Clinical trials, most of which are funded by industry and required to be so by government regulations, are reported different in journals and on the government website ClinicalTrials.gov, which requires data for specific categories that journals do not.

An Oregon Health&Science University analysis published  in the Annals of Internal Medicine highlights some differences.   The authors looked at 110 medical trials that had been completed by Jan. 1, 2009 and that had been reported on ClinicalTrials.gov. Congress required that after September 2008, many clinical trials of drugs and medical interventions report their results at the website.  They
looked only at trials completed by 2009 to allow for the clinical trial results to be later published in medical journals but other studies of this kind have done the same thing for an obvious reason; the disparities will be more obvious. 

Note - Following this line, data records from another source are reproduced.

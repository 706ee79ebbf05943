mod common;

use axum::http::StatusCode;
use common::{body_json, build_test_app, get};
use sqlx::PgPool;

#[sqlx::test(migrations = "../../db/migrations")]
async fn health_reports_ok_with_database(pool: PgPool) {
    let app = build_test_app(pool);

    let response = get(app, "/health").await;

    assert_eq!(response.status(), StatusCode::OK);
    let json = body_json(response).await;
    assert_eq!(json["status"], "ok");
    assert_eq!(json["db_healthy"], true);
    assert!(json["version"].is_string());
}

#[sqlx::test(migrations = "../../db/migrations")]
async fn responses_carry_request_id(pool: PgPool) {
    let app = build_test_app(pool);

    let response = get(app, "/health").await;

    assert!(response.headers().contains_key("x-request-id"));
}

#[sqlx::test(migrations = "../../db/migrations")]
async fn unknown_route_returns_404(pool: PgPool) {
    let app = build_test_app(pool);

    let response = get(app, "/api/v1/does-not-exist").await;

    assert_eq!(response.status(), StatusCode::NOT_FOUND);
}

Of the 84 clinical trials the researchers looked at where a "serious adverse event" was reported on the government website, 33 of those trials reported fewer adverse events in the medical journals than they had reported to the government website. In 16 of those cases, no adverse events were reported in the journals. The OHSU researchers allege inaccurate and biased reporting in medical journals, which smacks a little bit  of an academic land grab -   the discrepancies even among their hand-picked trials were small and did not affect the statistical significance of the results. Or they just want to endorse the government website

When it came to deaths related to clinical trials, the government website's restrictions and format led to deaths being underreported and inconsistently reported compared to journals. 17 percent of the trials that did not report deaths on the government website did report them in the journal article on the trial. ClinicalTrials.gov does not have a uniform way of reporting deaths and that can lead to inconsistencies.